• **Work order**: Find the word "concurrency" in the listing below, then return every line it appears in.

• **Materials provided**:
━━━━━━━━━━

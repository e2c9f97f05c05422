//! Beacon frontend - agent-facing HTTPS endpoint.
//!
//! Startup order: logging, configuration, metrics, lifecycle and signal
//! handlers, admin server, TLS listener. Any failure before the listener is
//! serving aborts the process; shutdown problems are only logged.

use mimalloc::MiMalloc;

#[global_allocator]
static GLOBAL: MiMalloc = MiMalloc;

use std::path::PathBuf;
use std::sync::Arc;

use clap::{Parser, ValueEnum};
use prometheus_client::registry::Registry;
use tracing::{error, info, warn};
use tracing_appender::non_blocking::WorkerGuard;
use tracing_subscriber::EnvFilter;

use beacon_core::config::{find_config_file, load_and_validate};
use beacon_core::{
    DrainResult, FrontendMetrics, LifecycleManager, LoopbackPipeline, NotificationRegistry,
};
use beacon_frontend::{AdminServer, Frontend};

#[derive(Debug, Clone, Copy, ValueEnum)]
enum LogFormat {
    Json,
    Text,
}

#[derive(Parser, Debug)]
#[command(author, version, about, long_about = None)]
struct Cli {
    /// Path to the YAML configuration file.
    /// If not specified, searches: BEACON_CONFIG env, /etc/beacon/frontend.yaml, ./frontend.yaml
    #[arg(long, env = "BEACON_CONFIG")]
    config: Option<PathBuf>,

    /// Log output format.
    #[arg(long, value_enum, default_value = "json")]
    log_format: LogFormat,
}

#[tokio::main]
async fn main() -> Result<(), Box<dyn std::error::Error>> {
    let cli = Cli::parse();
    // Held until exit so buffered log lines are flushed.
    let _guard = init_tracing(cli.log_format);

    let path = find_config_file(cli.config.as_deref())?;
    info!(path = %path.display(), "Loading configuration file");
    let (config, validation) = load_and_validate(&path)?;
    for warning in &validation.warnings {
        warn!(warning = %warning, "Configuration warning");
    }

    let mut prom_registry = Registry::default();
    let metrics = FrontendMetrics::new(&mut prom_registry);
    let prom_registry = Arc::new(prom_registry);

    let lifecycle = Arc::new(LifecycleManager::new(config.timing.shutdown_grace));
    setup_signal_handlers(Arc::clone(&lifecycle));

    if let Some(admin) = &config.admin {
        let server = AdminServer::new(admin.socket_addr(), lifecycle.health(), prom_registry);
        let shutdown = lifecycle.shutdown_token();
        tokio::spawn(async move {
            if let Err(e) = server.run(shutdown).await {
                error!(error = %e, "Admin server error");
            }
        });
    }

    let registry = Arc::new(NotificationRegistry::new());
    warn!("No crypto backend linked; serving with the loopback pipeline");
    let pipeline = Arc::new(LoopbackPipeline::new(Arc::clone(&registry)));

    let frontend = Frontend::bind(
        &config,
        pipeline,
        Arc::clone(&lifecycle),
        registry,
        metrics,
    )
    .await?;

    info!(
        addr = %config.tls_listen_addr(),
        concurrency = config.limits.concurrency,
        max_poll_secs = config.timing.max_poll.as_secs(),
        "Beacon frontend starting"
    );

    match frontend.run().await {
        DrainResult::Complete => info!("All connections drained, shutting down cleanly"),
        DrainResult::Timeout { remaining } => {
            error!(remaining = remaining, "Shutdown grace exceeded, connections dropped");
        }
    }

    Ok(())
}

fn init_tracing(format: LogFormat) -> WorkerGuard {
    let (non_blocking, guard) = tracing_appender::non_blocking(std::io::stdout());
    let builder = tracing_subscriber::fmt()
        .with_writer(non_blocking)
        .with_env_filter(
            EnvFilter::try_from_default_env().unwrap_or_else(|_| EnvFilter::new("info")),
        );
    match format {
        LogFormat::Json => builder.json().init(),
        LogFormat::Text => builder.init(),
    }
    guard
}

/// SIGINT and SIGTERM both begin graceful shutdown.
fn setup_signal_handlers(lifecycle: Arc<LifecycleManager>) {
    let lifecycle_sigint = Arc::clone(&lifecycle);
    tokio::spawn(async move {
        match tokio::signal::ctrl_c().await {
            Ok(()) => {
                info!("Received SIGINT (Ctrl+C), initiating graceful shutdown");
                lifecycle_sigint.begin_shutdown();
            }
            Err(e) => {
                error!(error = %e, "Failed to listen for SIGINT");
            }
        }
    });

    #[cfg(unix)]
    tokio::spawn(async move {
        match tokio::signal::unix::signal(tokio::signal::unix::SignalKind::terminate()) {
            Ok(mut sigterm) => {
                sigterm.recv().await;
                info!("Received SIGTERM, initiating graceful shutdown");
                lifecycle.begin_shutdown();
            }
            Err(e) => {
                error!(error = %e, "Failed to listen for SIGTERM");
            }
        }
    });

    #[cfg(not(unix))]
    let _ = lifecycle;
}
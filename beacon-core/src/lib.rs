//! Beacon Core Library
//!
//! Transport-agnostic building blocks of the Beacon agent frontend: the
//! pieces shared between the HTTP handlers, the listener and whatever
//! pipeline sits behind them.
//!
//! # Modules
//!
//! - `admission` - Bounded concurrency gate for post dispatch
//! - `config` - YAML configuration schema and loader
//! - `envelope` - Wire envelope and the padding frame
//! - `lifecycle` - Health flag, shutdown token, connection draining
//! - `loopback` - Crypto-less pipeline for standalone runs and tests
//! - `message` - Per-request message context
//! - `metrics` - Prometheus metrics
//! - `notifications` - Per-agent wake-up registry for poll connections
//! - `pipeline` - Decrypt and dispatch boundary trait
//! - `redirect` - Alternate frontend redirection

pub mod admission;
pub mod config;
pub mod envelope;
pub mod lifecycle;
pub mod loopback;
pub mod message;
pub mod metrics;
pub mod notifications;
pub mod pipeline;
pub mod redirect;

pub use admission::{AdmissionController, AdmissionPermit, Priority};
pub use envelope::{CommsEnvelope, padding_frame};
pub use lifecycle::{DrainResult, HealthState, LifecycleManager, LifecycleState};
pub use loopback::LoopbackPipeline;
pub use message::MessageInfo;
pub use metrics::FrontendMetrics;
pub use notifications::{ClientListener, Notification, NotificationRegistry, RegistryError};
pub use pipeline::{MessagePipeline, PipelineError, ProcessOutcome};
pub use redirect::FrontendRedirector;
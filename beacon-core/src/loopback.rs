//! Loopback pipeline for running a frontend without a crypto backend.
//!
//! Envelopes are taken at face value: nothing is decrypted and the
//! `payload` field is used as-is. An agent becomes authenticated once it
//! has posted an enrolment (any unauthenticated envelope with a non-empty
//! payload); other unauthenticated envelopes are ignored. Authenticated
//! posts are echoed back. Work queued with [`LoopbackPipeline::enqueue`] is
//! handed out one message per drain.

use std::collections::VecDeque;
use std::sync::Arc;

use async_trait::async_trait;
use bytes::Bytes;
use dashmap::{DashMap, DashSet};
use prost::Message;
use tracing::{debug, info};

use crate::envelope::CommsEnvelope;
use crate::message::MessageInfo;
use crate::notifications::NotificationRegistry;
use crate::pipeline::{MessagePipeline, PipelineError, ProcessOutcome};

pub struct LoopbackPipeline {
    registry: Arc<NotificationRegistry>,
    enrolled: DashSet<String>,
    queues: DashMap<String, VecDeque<Vec<u8>>>,
}

impl LoopbackPipeline {
    #[must_use]
    pub fn new(registry: Arc<NotificationRegistry>) -> Self {
        Self {
            registry,
            enrolled: DashSet::new(),
            queues: DashMap::new(),
        }
    }

    #[must_use]
    pub fn is_enrolled(&self, source: &str) -> bool {
        self.enrolled.contains(source)
    }

    /// Queue `payload` for `source` and wake its poll connection.
    ///
    /// Returns whether a poll connection was woken.
    pub fn enqueue(&self, source: &str, payload: impl Into<Vec<u8>>) -> bool {
        self.queues
            .entry(source.to_string())
            .or_default()
            .push_back(payload.into());
        self.registry.notify(source)
    }

    /// Messages waiting for `source`.
    #[must_use]
    pub fn queued(&self, source: &str) -> usize {
        self.queues.get(source).map_or(0, |q| q.len())
    }

    fn reply(source: &str, payload: Vec<u8>) -> Bytes {
        Bytes::from(
            CommsEnvelope {
                source: source.to_string(),
                payload,
                ..Default::default()
            }
            .encode_to_vec(),
        )
    }
}

#[async_trait]
impl MessagePipeline for LoopbackPipeline {
    async fn decrypt(&self, body: Bytes) -> Result<MessageInfo, PipelineError> {
        let envelope = CommsEnvelope::decode_stream(&body)
            .map_err(|e| PipelineError::Decrypt(e.to_string()))?;
        if envelope.source.is_empty() {
            return Err(PipelineError::Decrypt("envelope has no source".into()));
        }
        let authenticated = self.is_enrolled(&envelope.source);
        Ok(MessageInfo::new(
            envelope.source,
            authenticated,
            Bytes::from(envelope.payload),
        ))
    }

    async fn process_unauthenticated(&self, info: &MessageInfo) -> Result<(), PipelineError> {
        if info.payload.is_empty() {
            debug!(source = %info.source, "Ignoring unauthenticated message without enrolment");
            return Ok(());
        }
        if self.enrolled.insert(info.source.clone()) {
            info!(source = %info.source, remote_addr = %info.remote_addr, "Agent enrolled");
        }
        Ok(())
    }

    async fn process(
        &self,
        info: &MessageInfo,
        drain: bool,
    ) -> Result<ProcessOutcome, PipelineError> {
        if !drain {
            debug!(source = %info.source, len = info.payload.len(), "Echoing post");
            return Ok(ProcessOutcome {
                response: Self::reply(&info.source, info.payload.to_vec()),
                pending: 1,
            });
        }

        let next = self
            .queues
            .get_mut(&info.source)
            .and_then(|mut queue| queue.pop_front());
        self.queues.remove_if(&info.source, |_, queue| queue.is_empty());
        Ok(match next {
            Some(payload) => ProcessOutcome {
                response: Self::reply(&info.source, payload),
                pending: 1,
            },
            None => ProcessOutcome::default(),
        })
    }
}
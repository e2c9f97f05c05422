//! Post channel (`POST /control`).
//!
//! An agent uploads one message per request and reads one reply. Dispatch
//! can take a while, so once the message is accepted the 200 head goes out
//! straight away and padding frames trickle down the body until the reply
//! is ready; intermediaries never see an idle connection.
//!
//! ```text
//! redirect? ─► admission ─► body (rate limited) ─► decrypt ─► enrolled?
//!    301      wait / 503        503                  403       406 / 503
//!                                                              │
//!                                         200 ─► pad … pad ─► reply
//! ```

use std::sync::Arc;

use axum::Extension;
use axum::extract::{Request, State};
use axum::response::Response;
use bytes::Bytes;
use tokio::sync::mpsc;
use tokio::sync::mpsc::error::TrySendError;
use tokio::time::{Instant, MissedTickBehavior};
use tracing::{debug, error};

use beacon_core::metrics::CHANNEL_CONTROL;
use beacon_core::{AdmissionPermit, MessageInfo, Priority, padding_frame};

use super::{STREAM_BUFFER, reject, remote_addr, streaming_response};
use crate::body::read_body_limited;
use crate::error::Rejection;
use crate::state::{AppState, PeerAddr};

pub async fn control_handler(
    State(state): State<AppState>,
    peer: Option<Extension<PeerAddr>>,
    request: Request,
) -> Response {
    let (parts, body) = request.into_parts();

    if let Some(target) = state.redirector.should_redirect(&parts.uri) {
        return reject(&state, CHANNEL_CONTROL, Rejection::Redirect(target));
    }

    let priority = Priority::from_headers(&parts.headers);
    let permit = {
        let _waiting = state.metrics.admission_wait_guard();
        match state.admission.acquire(priority).await {
            Ok(permit) => permit,
            Err(e) => {
                debug!(error = %e, "Admission refused");
                return reject(&state, CHANNEL_CONTROL, Rejection::Unavailable);
            }
        }
    };

    let limiters = state.upload_limits.for_request();
    let body = match read_body_limited(
        body,
        state.limits.post_body_limit(),
        &limiters,
        state.listen.read_timeout,
    )
    .await
    {
        Ok(body) => body,
        Err(e) => {
            debug!(error = %e, "Unable to read post body");
            return reject(&state, CHANNEL_CONTROL, Rejection::Unavailable);
        }
    };

    let info = match state.pipeline.decrypt(body).await {
        Ok(info) => info,
        Err(e) => {
            debug!(error = %e, "Unable to decrypt post body");
            return reject(&state, CHANNEL_CONTROL, Rejection::Forbidden);
        }
    };
    let info = info.with_remote_addr(remote_addr(
        &parts.headers,
        state.proxy_header.as_ref(),
        peer.map(|Extension(addr)| addr),
    ));

    if !info.authenticated {
        return match state.pipeline.process_unauthenticated(&info).await {
            Ok(()) => reject(&state, CHANNEL_CONTROL, Rejection::PleaseEnrol),
            Err(e) => {
                debug!(source = %info.source, error = %e, "Enrolment rejected");
                reject(&state, CHANNEL_CONTROL, Rejection::Unavailable)
            }
        };
    }

    let (tx, rx) = mpsc::channel(STREAM_BUFFER);
    tokio::spawn(dispatch_with_padding(state.clone(), info, permit, tx));

    state.metrics.record_request(CHANNEL_CONTROL, 200);
    streaming_response(rx)
}

/// Dispatch `info`, padding the stream until the reply is ready.
///
/// Dispatch runs in its own task and completes even if the agent stops
/// reading or disconnects. Padding frames that do not fit in the stream
/// buffer are dropped. The admission permit is released as soon as
/// dispatch returns.
async fn dispatch_with_padding(
    state: AppState,
    info: MessageInfo,
    permit: AdmissionPermit,
    tx: mpsc::Sender<Bytes>,
) {
    let period = state.timing.post_padding_interval;
    let mut padding = tokio::time::interval_at(Instant::now() + period, period);
    padding.set_missed_tick_behavior(MissedTickBehavior::Delay);

    let mut dispatch = {
        let pipeline = Arc::clone(&state.pipeline);
        let info = info.clone();
        tokio::spawn(async move { pipeline.process(&info, false).await })
    };

    let mut agent_gone = false;
    let joined = loop {
        tokio::select! {
            joined = &mut dispatch => break joined,
            _ = padding.tick(), if !agent_gone => match tx.try_send(padding_frame()) {
                Ok(()) => state.metrics.record_padding(CHANNEL_CONTROL),
                Err(TrySendError::Full(_)) => {}
                Err(TrySendError::Closed(_)) => {
                    debug!(source = %info.source, "Agent left while dispatch in flight");
                    agent_gone = true;
                }
            },
        }
    };
    drop(permit);

    match joined {
        Ok(Ok(outcome)) => {
            if tx.send(outcome.response).await.is_err() {
                debug!(source = %info.source, "Reply dropped, agent disconnected");
            }
        }
        Ok(Err(e)) => {
            error!(source = %info.source, error = %e, "Dispatch failed");
        }
        Err(e) => {
            error!(source = %info.source, error = %e, "Dispatch task failed");
        }
    }
}
//! Per-request message context produced by the decrypt step.

use bytes::Bytes;

/// A decrypted message, scoped to one post request or one poll connection.
///
/// Built by [`MessagePipeline::decrypt`](crate::pipeline::MessagePipeline::decrypt)
/// and owned by the handler that requested it.
#[derive(Debug, Clone, PartialEq, Eq)]
pub struct MessageInfo {
    /// Agent identifier as claimed in the envelope.
    pub source: String,
    /// Whether the sender's signature verified against a known key.
    pub authenticated: bool,
    /// Best-effort remote address, empty when unknown.
    pub remote_addr: String,
    /// Decrypted inner payload, opaque at this layer.
    pub payload: Bytes,
}

impl MessageInfo {
    #[must_use]
    pub fn new(source: impl Into<String>, authenticated: bool, payload: Bytes) -> Self {
        Self {
            source: source.into(),
            authenticated,
            remote_addr: String::new(),
            payload,
        }
    }

    /// Attach the remote address the frontend observed for this request.
    #[must_use]
    pub fn with_remote_addr(mut self, remote_addr: impl Into<String>) -> Self {
        self.remote_addr = remote_addr.into();
        self
    }
}
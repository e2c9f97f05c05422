//! Health flag and the `/healthz` check.
//!
//! | Condition | Status |
//! |-----------|--------|
//! | Listener bound, shutdown not begun | 204 |
//! | Starting, or shutdown begun | 503 |
//!
//! The check is unauthenticated and has no body.

use std::sync::Arc;
use std::sync::atomic::{AtomicBool, Ordering};

use axum::{
    Router,
    extract::State,
    http::StatusCode,
    response::{IntoResponse, Response},
    routing::get,
};

/// Process health flag.
///
/// Healthy only while the listener is accepting and shutdown has not begun.
/// Owned by [`LifecycleManager`](super::LifecycleManager) and shared with the
/// health handler.
#[derive(Debug, Default)]
pub struct HealthState {
    healthy: AtomicBool,
}

impl HealthState {
    /// Creates an unhealthy flag.
    #[must_use]
    pub fn new() -> Self {
        Self::default()
    }

    pub fn mark_healthy(&self) {
        self.healthy.store(true, Ordering::SeqCst);
    }

    pub fn mark_unhealthy(&self) {
        self.healthy.store(false, Ordering::SeqCst);
    }

    #[must_use]
    pub fn is_healthy(&self) -> bool {
        self.healthy.load(Ordering::SeqCst)
    }
}

/// Create the health check router.
///
/// Returns an Axum router with `GET /healthz`.
pub fn health_router(health: Arc<HealthState>) -> Router {
    Router::new()
        .route("/healthz", get(healthz_handler))
        .with_state(health)
}

async fn healthz_handler(State(health): State<Arc<HealthState>>) -> Response {
    if health.is_healthy() {
        StatusCode::NO_CONTENT.into_response()
    } else {
        StatusCode::SERVICE_UNAVAILABLE.into_response()
    }
}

━━━━━━━━━━

• **Response to the exercise**:
        concurrency = config.limits.concurrency,
//! - `admission` - Bounded concurrency gate for post dispatch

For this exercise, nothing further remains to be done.